The character we follow the most and the protagonist of our story, is Lord-Celestant Tylos Stormbound. It's really rather fascinating being inside the head of one of the Stormcasts. We are so use to warriors confident in the knowledge of their abilities, but these guys really have no clue. For many this is their first major engagement, and even though they can't really die and are just reforged, most of them have never died yet, so aren't really sure what the process means or if it's even true. This is one of the things that I really like about the Stormcasts. There is so much about them that they don't even know yet. The story opens up in a fantastical fashion with the Stormhost arriving off target in what I assume is Aqshy. They have been sent to nullify a Chaos artifact called the Crucible of Blood, but instead have appeared miles away on a massive bridge spanning a yawning void. Did I mention the bridge was made up of the melded together bodies of a bunch of birds? Yeah, it's pretty crazy. There is also a moon hanging above them that keeps growing larger and larger as it nears them.
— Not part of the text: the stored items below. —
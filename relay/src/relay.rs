//! The per-request pipeline: extract, ask, shape, deliver.

use crate::config::PolicyConfig;
use crate::delivery::CallbackSink;
use crate::identity::{extract_channel, extract_identity, CallerIdentity};
use crate::outcome::{Outcome, ShapedResponse};
use crate::prompt::build_prompt;
use crate::provider::ProviderFactory;
use crate::request::InboundRequest;
use crate::shaping::shape;
use gemini_core::errors::GeminiResult;
use std::sync::Arc;
use tracing::{debug, error, info, warn};

/// Longest error detail carried into a 500 body
const ERROR_DETAIL_CHARS: usize = 120;

/// Stateless relay; one instance serves every request.
#[derive(Clone)]
pub struct Relay {
    policy: PolicyConfig,
    providers: Arc<dyn ProviderFactory>,
    callbacks: Arc<dyn CallbackSink>,
}

impl Relay {
    pub fn new(
        policy: PolicyConfig,
        providers: Arc<dyn ProviderFactory>,
        callbacks: Arc<dyn CallbackSink>,
    ) -> Self {
        Self {
            policy,
            providers,
            callbacks,
        }
    }

    pub fn policy(&self) -> &PolicyConfig {
        &self.policy
    }

    /// Runs one invocation to its terminal [`Outcome`].
    ///
    /// `api_key` is checked only once a query is known to exist, and before
    /// any provider client is built.
    pub async fn handle(&self, request: &InboundRequest, api_key: Option<&str>) -> Outcome {
        let query = request.extract_query();
        if query.is_empty() {
            debug!("No query supplied");
            return Outcome::Prompt;
        }

        let caller = extract_identity(request);
        let channel = extract_channel(request);
        info!(
            query_len = query.chars().count(),
            caller = %caller.display_name,
            channel = channel.as_ref().map(|c| c.name.as_str()).unwrap_or("-"),
            "Relaying query"
        );

        let Some(api_key) = api_key.filter(|key| !key.trim().is_empty()) else {
            error!("Provider API key is not configured");
            return Outcome::ConfigError;
        };

        let answer = match self.ask(&query, &caller, api_key).await {
            Ok(answer) => answer,
            Err(e) => {
                error!(error = %e, rate_limited = e.is_rate_limited(), "Provider call failed");
                return Outcome::ProviderError(e.summary(ERROR_DETAIL_CHARS));
            }
        };

        if answer.is_none() {
            warn!("Provider returned no text, using fallback answer");
        }

        let text = shape(
            answer.as_deref(),
            &self.policy.fallback_answer,
            self.policy.char_limit,
        );
        self.deliver(request.callback_url(), text).await
    }

    /// [`handle`](Self::handle) rendered as status and body
    pub async fn respond(&self, request: &InboundRequest, api_key: Option<&str>) -> ShapedResponse {
        let outcome = self.handle(request, api_key).await;
        info!(outcome = outcome.label(), status = outcome.status_code(), "Request finished");
        outcome.into_response(&self.policy)
    }

    async fn ask(
        &self,
        query: &str,
        caller: &CallerIdentity,
        api_key: &str,
    ) -> GeminiResult<Option<String>> {
        let provider = self.providers.connect(api_key)?;
        let prompt = build_prompt(&self.policy, query, caller);
        provider.generate(&prompt, &self.policy.generation).await
    }

    /// Posts to the callback when there is one; a failed post degrades to
    /// returning the text directly.
    pub async fn deliver(&self, callback_url: Option<&str>, text: String) -> Outcome {
        let Some(url) = callback_url else {
            return Outcome::DirectAnswer(text);
        };

        match self.callbacks.deliver(url, &text).await {
            Ok(()) => Outcome::Acknowledged,
            Err(e) => {
                warn!(error = %e, "Callback delivery failed, answering directly");
                Outcome::FallbackAnswer(text)
            }
        }
    }
}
Eventually while they are battling the Bloodbound on the bridge the moon gets so close that its gravity begins to pull the warriors off of the bridge and into the void. It's fantastical and fantastic. I love how crazy it is, and it's all portrayed in a very believable, realistic manner.

All of that is just in the first few chapters too. We also follow the Stormhost's Lord-Relictor Boreas who must travel into the Realm of Death to ask for help from his former mentor, a very powerful necromancer. This is by far some of the most interesting scenes in the book. When I say the necromancer, called Menuasaraz-Senuamaraz-Kemurzil, or Mopus for short, was his former mentor, I mean in his past life, before Sigmar plucked him from the Mortal Realms. The interaction between the two is great. This is the first time Mopus has seen his apprentice since becoming a Stormcast and he is a little disappointed in him. He thinks of him as a religious fanatic that has abandoned the path of the scholar. It's a rather interesting viewpoint we have not seen before. The setting of where they have these discussions is great as well since Mopus' mansion is hidden from the forces of Chaos in Syish.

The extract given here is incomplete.